(Requirement): Among the lines of the records below, count those with the word "PlanError". Reply with that number alone.
--- Information supplied Enclosed Below ---
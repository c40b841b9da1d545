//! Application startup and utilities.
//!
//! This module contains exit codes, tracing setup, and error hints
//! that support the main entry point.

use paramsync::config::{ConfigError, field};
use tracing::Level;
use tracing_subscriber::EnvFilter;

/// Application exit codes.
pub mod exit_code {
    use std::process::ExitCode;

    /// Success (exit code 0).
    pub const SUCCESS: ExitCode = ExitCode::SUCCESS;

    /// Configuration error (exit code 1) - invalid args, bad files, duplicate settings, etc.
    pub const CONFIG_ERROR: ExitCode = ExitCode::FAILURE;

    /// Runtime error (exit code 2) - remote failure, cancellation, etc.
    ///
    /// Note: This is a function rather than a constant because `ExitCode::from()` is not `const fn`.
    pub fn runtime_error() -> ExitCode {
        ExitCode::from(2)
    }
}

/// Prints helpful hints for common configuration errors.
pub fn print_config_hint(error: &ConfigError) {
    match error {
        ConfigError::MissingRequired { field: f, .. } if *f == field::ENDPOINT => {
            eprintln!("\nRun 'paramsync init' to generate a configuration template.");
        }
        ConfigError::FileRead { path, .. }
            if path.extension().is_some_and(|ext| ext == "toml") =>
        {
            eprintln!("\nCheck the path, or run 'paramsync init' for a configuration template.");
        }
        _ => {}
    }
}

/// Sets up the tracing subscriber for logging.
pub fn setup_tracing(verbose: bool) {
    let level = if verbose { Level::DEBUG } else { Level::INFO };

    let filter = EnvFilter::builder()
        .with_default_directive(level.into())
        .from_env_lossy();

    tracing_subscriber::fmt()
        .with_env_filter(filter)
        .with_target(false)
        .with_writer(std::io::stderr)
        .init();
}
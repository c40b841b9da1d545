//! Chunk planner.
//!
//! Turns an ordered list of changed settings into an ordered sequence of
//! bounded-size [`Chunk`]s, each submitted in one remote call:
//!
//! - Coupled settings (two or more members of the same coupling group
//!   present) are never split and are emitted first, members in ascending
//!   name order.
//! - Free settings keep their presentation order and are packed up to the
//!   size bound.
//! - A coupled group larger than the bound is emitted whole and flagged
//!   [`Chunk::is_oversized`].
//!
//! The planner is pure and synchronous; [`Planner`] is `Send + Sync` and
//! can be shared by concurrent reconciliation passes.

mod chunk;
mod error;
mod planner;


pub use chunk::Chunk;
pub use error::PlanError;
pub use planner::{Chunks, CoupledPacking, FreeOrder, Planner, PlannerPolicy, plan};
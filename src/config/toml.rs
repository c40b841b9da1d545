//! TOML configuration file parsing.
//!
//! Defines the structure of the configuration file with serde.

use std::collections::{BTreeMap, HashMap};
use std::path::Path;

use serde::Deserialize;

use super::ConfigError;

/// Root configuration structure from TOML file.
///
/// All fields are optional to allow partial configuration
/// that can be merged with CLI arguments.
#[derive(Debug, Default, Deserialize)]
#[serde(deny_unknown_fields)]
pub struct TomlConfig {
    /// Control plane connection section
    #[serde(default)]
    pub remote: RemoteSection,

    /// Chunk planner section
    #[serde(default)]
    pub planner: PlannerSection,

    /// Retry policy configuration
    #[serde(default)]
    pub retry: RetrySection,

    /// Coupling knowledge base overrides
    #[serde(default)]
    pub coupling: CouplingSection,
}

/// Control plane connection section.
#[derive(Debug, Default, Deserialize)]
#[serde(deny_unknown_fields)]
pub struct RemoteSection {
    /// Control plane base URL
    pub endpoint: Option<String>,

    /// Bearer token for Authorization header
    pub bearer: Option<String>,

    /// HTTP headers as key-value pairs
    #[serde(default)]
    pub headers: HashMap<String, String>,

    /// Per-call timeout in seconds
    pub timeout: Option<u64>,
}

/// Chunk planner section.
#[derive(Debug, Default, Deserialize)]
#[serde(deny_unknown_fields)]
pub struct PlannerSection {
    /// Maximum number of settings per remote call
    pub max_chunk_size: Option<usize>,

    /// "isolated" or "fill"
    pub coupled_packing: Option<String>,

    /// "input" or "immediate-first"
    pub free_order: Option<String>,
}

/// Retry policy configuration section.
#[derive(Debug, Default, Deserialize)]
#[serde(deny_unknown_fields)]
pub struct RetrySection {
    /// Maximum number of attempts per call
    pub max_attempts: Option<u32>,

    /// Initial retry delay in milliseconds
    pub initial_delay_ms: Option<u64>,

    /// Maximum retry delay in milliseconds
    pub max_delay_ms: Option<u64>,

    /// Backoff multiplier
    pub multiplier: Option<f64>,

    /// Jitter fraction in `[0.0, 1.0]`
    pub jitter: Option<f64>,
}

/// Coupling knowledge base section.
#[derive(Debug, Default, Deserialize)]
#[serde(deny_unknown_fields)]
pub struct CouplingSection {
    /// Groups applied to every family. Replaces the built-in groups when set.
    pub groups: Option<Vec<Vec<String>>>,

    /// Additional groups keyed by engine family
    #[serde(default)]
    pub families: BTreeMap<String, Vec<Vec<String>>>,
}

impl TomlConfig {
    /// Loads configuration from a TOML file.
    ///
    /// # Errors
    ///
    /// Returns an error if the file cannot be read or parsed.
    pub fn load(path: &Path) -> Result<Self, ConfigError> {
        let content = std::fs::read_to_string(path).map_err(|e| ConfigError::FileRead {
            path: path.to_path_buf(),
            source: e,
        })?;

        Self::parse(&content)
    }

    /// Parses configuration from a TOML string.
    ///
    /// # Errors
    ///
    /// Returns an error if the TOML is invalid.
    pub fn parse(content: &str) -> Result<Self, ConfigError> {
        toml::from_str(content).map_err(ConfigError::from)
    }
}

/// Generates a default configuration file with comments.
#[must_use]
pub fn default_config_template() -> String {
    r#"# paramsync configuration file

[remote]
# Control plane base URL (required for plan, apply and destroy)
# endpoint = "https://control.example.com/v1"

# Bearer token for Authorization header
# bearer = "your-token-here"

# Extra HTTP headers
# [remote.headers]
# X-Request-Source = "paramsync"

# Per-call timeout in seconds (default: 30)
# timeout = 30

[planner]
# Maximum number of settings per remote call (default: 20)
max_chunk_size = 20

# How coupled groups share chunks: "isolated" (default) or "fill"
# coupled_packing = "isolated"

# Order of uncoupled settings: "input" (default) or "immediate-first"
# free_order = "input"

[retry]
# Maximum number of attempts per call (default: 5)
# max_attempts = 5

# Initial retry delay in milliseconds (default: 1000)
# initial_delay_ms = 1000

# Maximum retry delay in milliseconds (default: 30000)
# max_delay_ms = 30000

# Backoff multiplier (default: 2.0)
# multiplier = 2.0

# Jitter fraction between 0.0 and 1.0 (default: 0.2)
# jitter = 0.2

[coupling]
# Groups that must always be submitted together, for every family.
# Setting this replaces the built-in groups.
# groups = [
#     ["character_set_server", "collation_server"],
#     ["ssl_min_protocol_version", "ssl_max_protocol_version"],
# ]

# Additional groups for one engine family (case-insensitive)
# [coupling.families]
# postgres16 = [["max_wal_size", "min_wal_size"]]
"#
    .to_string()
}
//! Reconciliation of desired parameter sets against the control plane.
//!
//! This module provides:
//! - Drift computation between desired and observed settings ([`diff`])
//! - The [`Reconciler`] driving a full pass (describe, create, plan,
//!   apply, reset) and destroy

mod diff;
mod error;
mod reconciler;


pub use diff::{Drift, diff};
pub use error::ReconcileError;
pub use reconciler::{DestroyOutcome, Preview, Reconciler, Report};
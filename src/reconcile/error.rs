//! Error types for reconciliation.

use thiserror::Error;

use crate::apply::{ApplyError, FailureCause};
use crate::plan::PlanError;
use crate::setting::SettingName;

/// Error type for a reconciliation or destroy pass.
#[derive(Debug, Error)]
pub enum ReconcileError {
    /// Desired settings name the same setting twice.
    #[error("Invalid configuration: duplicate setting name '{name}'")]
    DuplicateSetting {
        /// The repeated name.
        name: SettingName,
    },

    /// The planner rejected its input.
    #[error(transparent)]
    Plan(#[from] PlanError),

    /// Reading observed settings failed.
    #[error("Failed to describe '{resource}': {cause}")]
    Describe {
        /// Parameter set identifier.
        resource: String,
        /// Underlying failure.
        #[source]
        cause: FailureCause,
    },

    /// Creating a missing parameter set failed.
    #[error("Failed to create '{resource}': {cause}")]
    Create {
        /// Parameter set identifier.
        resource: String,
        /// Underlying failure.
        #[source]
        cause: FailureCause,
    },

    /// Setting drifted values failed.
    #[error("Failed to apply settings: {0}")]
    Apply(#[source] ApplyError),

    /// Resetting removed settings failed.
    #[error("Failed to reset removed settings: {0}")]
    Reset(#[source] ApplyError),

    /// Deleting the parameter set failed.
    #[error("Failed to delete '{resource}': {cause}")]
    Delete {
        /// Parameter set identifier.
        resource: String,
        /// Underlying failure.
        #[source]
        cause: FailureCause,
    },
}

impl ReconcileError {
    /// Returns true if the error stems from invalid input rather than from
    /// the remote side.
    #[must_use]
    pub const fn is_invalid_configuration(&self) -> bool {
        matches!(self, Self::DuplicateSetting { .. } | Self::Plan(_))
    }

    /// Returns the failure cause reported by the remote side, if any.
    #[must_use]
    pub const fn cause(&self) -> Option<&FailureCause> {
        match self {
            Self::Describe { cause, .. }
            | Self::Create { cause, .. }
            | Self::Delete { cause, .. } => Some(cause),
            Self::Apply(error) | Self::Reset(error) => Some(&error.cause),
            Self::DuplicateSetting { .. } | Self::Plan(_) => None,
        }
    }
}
--- End of Enclosed Information supplied ---
(Output for this exercise): 3